*GOAL OF THE EXERCISE:*
Reproduce exactly, and only, the lines running from the start of the entries below to the line containing "assert_eq!(config.llm.backend, BackendKind::OpenAi);".

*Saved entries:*
↓
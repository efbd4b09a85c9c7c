#[cfg(test)]
mod tests {
    use super::super::*;
    use pretty_assertions::assert_eq;
    use secrecy::ExposeSecret;
    use std::io::Write;

    #[test]
    fn test_empty_file_is_all_defaults() {
        let config = Config::from_toml_str("").unwrap();
        assert_eq!(config.llm.backend, BackendKind::OpenAi);
        assert_eq!(config.llm.model, "gpt-4o-mini");
        assert_eq!(config.evidence.base_url, "https://myvariant.info/v1");
        assert_eq!(config.evidence.timeout_secs, 30);
        assert_eq!(config.assessment.max_concurrency, 4);
        assert_eq!(config.assessment.snippet_budget, 4000);
        assert_eq!(config.assessment.retry, RetryPolicy::default());
    }

    #[test]
    fn test_partial_sections() {
        let config = Config::from_toml_str(
            r#"
            [llm]
            backend = "ollama"
            model = "llama3:8b"
            base_url = "http://gpu-box:11434"

            [assessment.retry]
            max_attempts = 5
            "#,
        )
        .unwrap();
        assert_eq!(config.llm.backend, BackendKind::Ollama);
        assert_eq!(config.llm.base_url.as_deref(), Some("http://gpu-box:11434"));
        assert_eq!(config.assessment.retry.max_attempts, 5);
        assert_eq!(config.assessment.retry.initial_backoff_ms, 1_000);

        let assess = config.assess_config();
        assert_eq!(assess.model, "llama3:8b");
        assert_eq!(assess.retry.max_attempts, 5);
    }

    #[test]
    fn test_unknown_backend_rejected() {
        assert!(Config::from_toml_str("[llm]\nbackend = \"watson\"").is_err());
    }

    #[test]
    fn test_api_key_precedence() {
        let mut config = Config::default();
        let env = |name: &str| match name {
            "TUMORBOARD_OPENAI_API_KEY" => Some("from-tumorboard-env".to_string()),
            "OPENAI_API_KEY" => Some("from-provider-env".to_string()),
            _ => None,
        };
        assert_eq!(config.api_key(env).unwrap().expose_secret(), "from-tumorboard-env");

        let provider_only = |name: &str| (name == "OPENAI_API_KEY").then(|| "from-provider-env".to_string());
        assert_eq!(config.api_key(provider_only).unwrap().expose_secret(), "from-provider-env");

        config.llm.api_key = Some("from-file".to_string());
        assert_eq!(config.api_key(env).unwrap().expose_secret(), "from-file");

        config.llm.api_key = Some("  ".to_string());
        assert!(config.api_key(|_| None).is_none());
    }

    #[test]
    fn test_load_explicit_path() {
        let mut file = tempfile::NamedTempFile::new().unwrap();
        writeln!(file, "[evidence]\ntimeout_secs = 5").unwrap();
        let config = Config::load(Some(file.path())).unwrap();
        assert_eq!(config.evidence.timeout_secs, 5);

        assert!(Config::load(Some(Path::new("/nonexistent/tumorboard.toml"))).is_err());
    }

    #[test]
    fn test_api_key_never_serialized() {
        let mut config = Config::default();
        config.llm.api_key = Some("sk-secret".to_string());
        let text = toml::to_string(&config).unwrap();
        assert!(!text.contains("sk-secret"));
    }
}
↑
*OUTPUT FOR THIS EXERCISE:*
repository efbd4b09a85c9c7c
#[cfg(test)]
mod tests {
    use super::super::*;
    use pretty_assertions::assert_eq;
    use secrecy::ExposeSecret;
    use std::io::Write;

    #[test]
    fn test_empty_file_is_all_defaults() {
        let config = Config::from_toml_str("").unwrap();
        assert_eq!(config.llm.backend, BackendKind::OpenAi);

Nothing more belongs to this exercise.